Vuol dire trovare un equilibrio professionale diverso da prima. Organizzarsi per essere più imprenditori di sé stessi. Essere fortemente orientati agli obiettivi e non ai compiti. Vuol dire avere, nel rispetto di una pianificazione aziendale e commerciale, la libertà di decidere quando, dove e come svolgere il proprio lavoro.
Un esempio: per me la macchina è parte integrante della (mia) attività smart, perché è lì che concentro le attività di call e meeting (quando faccio il tratto di strada casa-lavoro per ottimizzare e risparmiare tempo).
Oggi per me lo smart working vuol dire well-being: mi permette di governare bene gli spazi dentro i quali mi sposto. Ovviamente tutto questo va visto in un’ottica di pianificazione che tenga conto anche dell’organizzazione e della flessibilità dei colleghi. Lo smart working dal mio punto di vista esaspera l’esigenza di non avere solo un’organizzazione individuale ma di ufficio complessiva (noi evitiamo ad esempio di intossicarci di connessione, con attenzione agli orari di tutti).
Smart working è sia un approccio culturale e manageriale, sia un modello organizzativo molto fluido che fa fatica all’inizio ad essere messo in pratica, non è la soluzione a tutti mali, ma sicuramente è una soluzione che se gestita bene genera equilibrio.
Come vedi il futuro del tuo ruolo e delle risorse umane in generale, come credi che cambieranno?
Cambiano gli obiettivi e l’interpretazione che viene data loro.
Ci sono una serie di sfide che in questo momento vanno gestite: la prima è aiutare le persone a guardare avanti. In questo momento in tutte le aziende ci sono persone in difficoltà, sia per motivi personali che professionali, bisogna cercare di garantire ai propri collaboratori (con tutte le difficoltà del caso) le migliori condizioni possibili in cui lavorare.
Bisogna aiutare le persone a lavorare nell’incertezza, che sarà forte, non solo nei prossimi mesi ma nei prossimi anni. È necessario gestire i paradossi, gli opposti, i momenti di up e di down continui, valorizzare il lavoro, rendere le persone consapevoli del contributo che danno perché questo aiuta sia l’individuo sia il professionista. Lavorare non isolati, concentrandosi sia sull’individuo che sul team perché se quest’ultimo è forte aiuta anche il singolo in difficoltà.

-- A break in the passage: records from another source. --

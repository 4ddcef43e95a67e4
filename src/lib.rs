//! # CourseMatch Domain
//!
//! Core domain logic for matching students and researchers to course
//! assignments through proposed projects:
//! - **Lifecycle Engine**: orchestrates project and application transitions
//! - **Authorization Policy**: pure capability computation per actor
//! - **Deadline Gate**: permits or refuses actions per restriction kind
//! - **Team-Capacity Enforcer**: keeps rosters within their bound
//! - **Dashboard Aggregator**: read-only derived counts and lists
//!
//! ## Design Principles
//!
//! 1. **Explicit actors**: every operation takes an [`ActorContext`]; there
//!    is no ambient current-user state
//! 2. **Type Safety**: phantom-typed identifiers keep entity ids apart at
//!    compile time
//! 3. **Controlled State**: enums restrict statuses and transitions to
//!    valid options
//! 4. **Ids, not pointers**: relationships are id references resolved
//!    through store traits, never live object graphs
//! 5. **Side effects as data**: operations return the events and
//!    notifications they produced; delivery is the caller's concern
//!
//! Outer surfaces (HTTP, LMS login, sessions, mail transport, WebSockets)
//! live outside this crate and talk to it through the store and sink
//! traits.

#![warn(missing_docs)]

mod actor;
mod application;
mod assignment;
mod capacity;
mod dashboard;
mod deadline_gate;
mod engine;
mod entity;
mod errors;
mod events;
mod policy;
mod project;
mod review;
mod state_machine;
mod stores;

pub use actor::{ActorContext, Role};
pub use application::{Application, ApplicationStatus};
pub use assignment::{Assignment, Deadline, DeadlineRestriction, Enrollment};
pub use capacity::{check_capacity, has_capacity, remaining};
pub use dashboard::{DashboardAggregator, DashboardDetails, ProjectSummary};
pub use deadline_gate::{check_permitted, is_permitted};
pub use engine::{LifecycleEngine, Outcome, ProjectDraft};
pub use entity::{
    AggregateRoot, ApplicationId, ApplicationMarker, AssignmentId, AssignmentMarker, CourseId,
    CourseMarker, DeadlineId, DeadlineMarker, EntityId, ProjectId, ProjectMarker, ReviewId,
    ReviewMarker, UserId, UserMarker,
};
pub use errors::{DomainError, DomainResult};
pub use events::{
    dispatch_all, DomainEvent, LifecycleEvent, Notification, NotificationSink, RecordingSink,
};
pub use policy::{
    can, can_view, capabilities, role_capabilities, visible_projects, Capability,
    ALL_CAPABILITIES,
};
pub use project::{Project, ProjectStatus, ProjectUpdate, UpdateReport};
pub use review::{Review, ReviewStatus};
pub use state_machine::{transition, State, StateTransitions};
pub use stores::{
    ApplicationStore, AssignmentStore, DeadlineStore, EnrollmentStore, InMemoryApplicationStore,
    InMemoryAssignmentStore, InMemoryDeadlineStore, InMemoryEnrollmentStore, InMemoryProjectStore,
    InMemoryReviewStore, InMemoryRoleDirectory, ProjectStore, ReviewStore, RoleDirectory,
    StoreError, StoreResult,
};
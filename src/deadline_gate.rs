//! Deadline gate: decides whether a gated action is currently permitted
//!
//! Deadlines are evaluated lazily at the moment of the gated action; there
//! is no timer. If no deadline exists for a restriction the action is
//! unrestricted. Otherwise the action is permitted only strictly before
//! the earliest not-yet-passed due instant; once that instant passes,
//! permission is revoked and never re-opens. All comparisons are in UTC.

use crate::assignment::{Deadline, DeadlineRestriction};
use crate::errors::{DomainError, DomainResult};
use chrono::{DateTime, Utc};

/// Whether the action gated by `restriction` is permitted at `now`
pub fn is_permitted(
    deadlines: &[Deadline],
    restriction: DeadlineRestriction,
    now: DateTime<Utc>,
) -> bool {
    let mut relevant = deadlines
        .iter()
        .filter(|d| d.restriction == restriction)
        .peekable();

    if relevant.peek().is_none() {
        return true;
    }
    relevant.min_by_key(|d| d.due_at).is_some_and(|earliest| !earliest.has_passed(now))
}

/// Gate an action, failing with the terminal [`DomainError::DeadlineExpired`]
pub fn check_permitted(
    deadlines: &[Deadline],
    restriction: DeadlineRestriction,
    now: DateTime<Utc>,
) -> DomainResult<()> {
    if is_permitted(deadlines, restriction, now) {
        Ok(())
    } else {
        Err(DomainError::DeadlineExpired {
            restriction: restriction.name().to_string(),
        })
    }
}
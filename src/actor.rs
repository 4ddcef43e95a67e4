//! Actor identity and roles
//!
//! Authentication is an external collaborator: the web layer resolves the
//! caller's credential into an [`ActorContext`] and threads it explicitly
//! through every engine call. There is no ambient current-actor state, and
//! the role is resolved fresh per operation because visibility rules depend
//! on the current role and verification state.

use crate::entity::UserId;
use schemars::JsonSchema;
use serde::{Deserialize, Serialize};

/// Role of an actor, mapped to a fixed capability set by the policy module
#[derive(Debug, Clone, Copy, PartialEq, Eq, Hash, Serialize, Deserialize, JsonSchema)]
pub enum Role {
    /// Enrolled student
    Student,
    /// Course staff with review and publication authority
    Teacher,
    /// Researcher; may author projects visible pre-publication
    Researcher,
    /// Full, unconditional capability set
    Admin,
}

impl Role {
    /// Whether projects authored under this role are browsable before
    /// publication
    ///
    /// Only teacher- and researcher-authored proposals are; admin-authored
    /// drafts follow the ordinary visibility rule.
    pub fn authors_browsable_drafts(&self) -> bool {
        matches!(self, Role::Teacher | Role::Researcher)
    }
}

/// Resolved identity of the caller for one operation
///
/// Produced by the external authentication collaborator; the engine never
/// authenticates, it only authorizes given a resolved context.
#[derive(Debug, Clone, Copy, PartialEq, Eq, Serialize, Deserialize, JsonSchema)]
pub struct ActorContext {
    /// The actor's identity
    pub id: UserId,
    /// The actor's current role
    pub role: Role,
    /// Whether the identity has been verified by the authenticator
    pub verified: bool,
}

impl ActorContext {
    /// Create a context for a verified actor
    pub fn new(id: UserId, role: Role) -> Self {
        Self {
            id,
            role,
            verified: true,
        }
    }
}

#[cfg(test)]
mod tests {
    use super::*;

    #[test]
    fn only_teacher_and_researcher_drafts_are_browsable() {
        assert!(!Role::Student.authors_browsable_drafts());
        assert!(Role::Teacher.authors_browsable_drafts());
        assert!(Role::Researcher.authors_browsable_drafts());
        assert!(!Role::Admin.authors_browsable_drafts());
    }

    #[test]
    fn actor_context_defaults_to_verified() {
        let actor = ActorContext::new(UserId::new(), Role::Student);
        assert!(actor.verified);
    }
}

È necessario portare le persone ad innovare e ad imparare continuamente: il Covid ha generato anche dal punto di vista del pensiero e dell’innovazione tantissime novità e in parte ha rallentato quello che era il classico processo del business orientato “all’oggi”. Ci ha portato a ragionare in prospettiva.
Per il mio ruolo servirà:
- Apprendimento continuo;
- Motivazione ed engagement;
- Un po’ di leggerezza verso le persone, nonostante le pressioni del business.
Lo smart working non è un cambiamento che attui dall’oggi al domani, non è stilare un regolamento. È un processo di change profondo che passa dalla testa, dalla formazione e dalla cultura delle persone in azienda. Lo abbiamo dovuto fare ad una velocità che non è consona ai processi di cambiamento. L’altro tema è che non abbiamo fatto vero smart working in questi mesi. È stato però comunque utile per dimostrare che lavorare al di fuori dell’ufficio è fattibile nell’80% dei casi, ma il processo va preparato e piano piano, come un terapia, deve trovare il proprio equilibrio. Più l’organizzazione è grande più è complesso farlo. Il punto è che lavorare per obiettivi è faticoso e ti espone perché ti richiede di portare dei risultati fidandosi gli uni degli altri.